A well-drafted computer-use policy can provide evidence to
uphold a termination for cause and can protect an employer from
harassment claims, as recent case law illustrates.
The scene is well-known in the workplace: an employee receives
an e-mail joke or photo from a colleague down the hall, has a
giggle, and forwards the message to other colleagues, friends at
other organizations, and relatives who might appreciate the joke.
In minutes, a complete cyber network is created, and it has passed
along a message.
Sometimes the message is innocuous, e.g., it involves cute
images or funny expressions. Other times, it involves racist,
sexist or pornographic jokes or images.
In most organizations where employees use computers for their
jobs, employers draft and implement computer-use policies that
limit personal — and prohibit inappropriate —
computer use. The Alberta Court of Appeal decision in Poliquin
v. Devon Canada Corporation underscores the importance of
employers adopting, and enforcing, these policies.
The Devon Case
Mr.
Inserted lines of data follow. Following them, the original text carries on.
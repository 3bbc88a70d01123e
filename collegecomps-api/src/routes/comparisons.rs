/// Saved comparisons
///
/// # Endpoints
///
/// - `GET /api/saved-comparisons` - List own comparisons
/// - `POST /api/saved-comparisons` - Save a comparison (free tier: one)
/// - `DELETE /api/saved-comparisons?id=` - Delete an own comparison
/// - `POST /api/saved-comparisons/move` - Move into or out of a folder (premium)
/// - `POST /api/saved-comparisons/tags` - Add a tag (premium)
/// - `DELETE /api/saved-comparisons/tags` - Remove a tag (premium)

use crate::{
    app::AppState,
    error::{ApiError, ApiResult},
    routes::{non_blank, require_premium, required},
};
use axum::{
    extract::{Query, State},
    http::StatusCode,
    Extension, Json,
};
use collegecomps_shared::{
    auth::middleware::AuthContext,
    models::{
        comparison_folder::ComparisonFolder,
        saved_comparison::{CreateSavedComparison, SavedComparison, FREE_SAVED_COMPARISON_LIMIT},
    },
};
use serde::Deserialize;
use serde_json::{json, Value};
use validator::Validate;

#[derive(Debug, Deserialize, Validate)]
pub struct CreateComparisonRequest {
    #[validate(length(max = 200, message = "Name must be at most 200 characters"))]
    pub name: Option<String>,
    pub colleges: Option<Value>,
    pub program_data: Option<Value>,
    #[validate(length(max = 5000, message = "Notes must be at most 5000 characters"))]
    pub notes: Option<String>,
}

#[derive(Debug, Deserialize)]
pub struct DeleteQuery {
    pub id: Option<i64>,
}

#[derive(Debug, Deserialize)]
#[serde(rename_all = "camelCase")]
pub struct MoveRequest {
    pub comparison_id: Option<i64>,
    /// `None` moves the comparison out of any folder
    pub folder_id: Option<i64>,
}

#[derive(Debug, Deserialize)]
#[serde(rename_all = "camelCase")]
pub struct TagRequest {
    pub comparison_id: Option<i64>,
    pub tag: Option<String>,
}

pub async fn list_comparisons(
    State(state): State<AppState>,
    Extension(auth): Extension<AuthContext>,
) -> ApiResult<Json<Value>> {
    let comparisons = SavedComparison::list_by_user(&state.db, auth.user_id).await?;
    Ok(Json(json!({ "comparisons": comparisons })))
}

/// Save a comparison
///
/// # Errors
///
/// - `400 Bad Request`: Missing name or colleges
/// - `403 Forbidden`: Free account already holds its one saved comparison
pub async fn create_comparison(
    State(state): State<AppState>,
    Extension(auth): Extension<AuthContext>,
    Json(req): Json<CreateComparisonRequest>,
) -> ApiResult<(StatusCode, Json<Value>)> {
    req.validate()?;

    let name = required(&req.name, "Name and colleges are required")?.to_string();
    let colleges = req
        .colleges
        .filter(|c| !c.is_null())
        .ok_or_else(|| ApiError::BadRequest("Name and colleges are required".to_string()))?;

    if !auth.is_premium() {
        let count = SavedComparison::count_by_user(&state.db, auth.user_id).await?;
        if count >= FREE_SAVED_COMPARISON_LIMIT {
            return Err(ApiError::Forbidden(
                "Free users can only save 1 comparison. Upgrade to Premium for unlimited comparisons."
                    .to_string(),
            ));
        }
    }

    let comparison = SavedComparison::create(
        &state.db,
        auth.user_id,
        CreateSavedComparison {
            name,
            colleges,
            program_data: req.program_data.filter(|p| !p.is_null()),
            notes: non_blank(&req.notes).map(str::to_string),
        },
    )
    .await?;

    tracing::debug!(user_id = auth.user_id, comparison_id = comparison.id, "Comparison saved");

    Ok((
        StatusCode::CREATED,
        Json(json!({ "success": true, "id": comparison.id })),
    ))
}

pub async fn delete_comparison(
    State(state): State<AppState>,
    Extension(auth): Extension<AuthContext>,
    Query(query): Query<DeleteQuery>,
) -> ApiResult<Json<Value>> {
    let id = query
        .id
        .ok_or_else(|| ApiError::BadRequest("Comparison ID required".to_string()))?;

    if !SavedComparison::delete_for_user(&state.db, id, auth.user_id).await? {
        return Err(ApiError::NotFound("Comparison not found".to_string()));
    }

    Ok(Json(json!({ "success": true })))
}

/// Move a comparison into a folder, or out of one with `folderId: null`
pub async fn move_comparison(
    State(state): State<AppState>,
    Extension(auth): Extension<AuthContext>,
    Json(req): Json<MoveRequest>,
) -> ApiResult<Json<Value>> {
    require_premium(&auth, "Folders")?;

    let comparison_id = req
        .comparison_id
        .ok_or_else(|| ApiError::BadRequest("Comparison ID is required".to_string()))?;

    if let Some(folder_id) = req.folder_id {
        ComparisonFolder::find_for_user(&state.db, folder_id, auth.user_id)
            .await?
            .ok_or_else(|| ApiError::NotFound("Folder not found".to_string()))?;
    }

    if !SavedComparison::move_to_folder(&state.db, comparison_id, auth.user_id, req.folder_id).await? {
        return Err(ApiError::NotFound("Comparison not found".to_string()));
    }

    Ok(Json(json!({ "message": "Comparison moved successfully" })))
}

async fn load_for_tagging(
    state: &AppState,
    auth: &AuthContext,
    req: &TagRequest,
) -> ApiResult<(SavedComparison, String)> {
    require_premium(auth, "Tags")?;

    let (Some(id), Some(tag)) = (req.comparison_id, non_blank(&req.tag)) else {
        return Err(ApiError::BadRequest(
            "Comparison ID and tag are required".to_string(),
        ));
    };

    let comparison = SavedComparison::find_for_user(&state.db, id, auth.user_id)
        .await?
        .ok_or_else(|| ApiError::NotFound("Comparison not found".to_string()))?;

    Ok((comparison, tag.to_string()))
}

/// Add a tag; adding an existing tag is a no-op
pub async fn add_tag(
    State(state): State<AppState>,
    Extension(auth): Extension<AuthContext>,
    Json(req): Json<TagRequest>,
) -> ApiResult<Json<Value>> {
    let (comparison, tag) = load_for_tagging(&state, &auth, &req).await?;

    let tags = comparison.tags_with(&tag);
    SavedComparison::set_tags(&state.db, comparison.id, auth.user_id, &tags).await?;

    Ok(Json(json!({ "message": "Tag added successfully", "tags": tags })))
}

pub async fn remove_tag(
    State(state): State<AppState>,
    Extension(auth): Extension<AuthContext>,
    Json(req): Json<TagRequest>,
) -> ApiResult<Json<Value>> {
    let (comparison, tag) = load_for_tagging(&state, &auth, &req).await?;

    let tags = comparison.tags_without(&tag);
    SavedComparison::set_tags(&state.db, comparison.id, auth.user_id, &tags).await?;

    Ok(Json(json!({ "message": "Tag removed successfully", "tags": tags })))
}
Poliquin was a long-time employee of Devon and had
supervisory responsibilities over other employees.
Devon had a Code of Conduct that included a provision
on appropriate computer use. The company permitted employees to use
its computers for limited personal use, but specified that the
system "should not be used for sending pornographic, obscene,
inappropriate or other objectionable messages or attachments via
e-mail." Poliquin acknowledged that he had read, understood
and accepted the terms in the Code of Conduct.
Poliquin violated the computer-use policy on several occasions
by forwarding pornographic, derogatory and/or racist e-mails. Apart
from these incidents, he was considered a valued employee and had
received positive performance appraisals and exemplary performance
Nonetheless, Devon dismissed him for cause, and the Court of
Appeal upheld this decision.
Although the case technically revolves around the issue of
whether summary judgment was appropriate in the circumstances, the
court makes some notable observations on the limits of
employees' privacy in the workplace and on employers' right
to monitor computer usage, including that "the workplace is
not an employee's home; employees have no reasonable
expectation of privacy in their workplace computers."
The court also specifically acknowledges the employer's
right to set ethical, professional and operations standards for
their workplace. It indicates that the ramifications for failure to
enforce a reasonable computer-use policy may be extreme and may
even go beyond the walls of the organization. An employee's
misuse of the employer's computer system to access, receive and
disseminate inappropriate materials could:
compromise the employer's reputation in the community, as
e-mail messages forwarded from work computers often carry the
organization's signature and may be viewed as sent on behalf of
adversely impact the work environment;
diminish the productivity of the employee in question;
expose the employer to lawsuits for failing to protect its
employees from harassment or discrimination; and
introduce worms and viruses "through inappropriate
accessing of pornographic or racist websites, or through receiving
tainted material downloaded from these websites."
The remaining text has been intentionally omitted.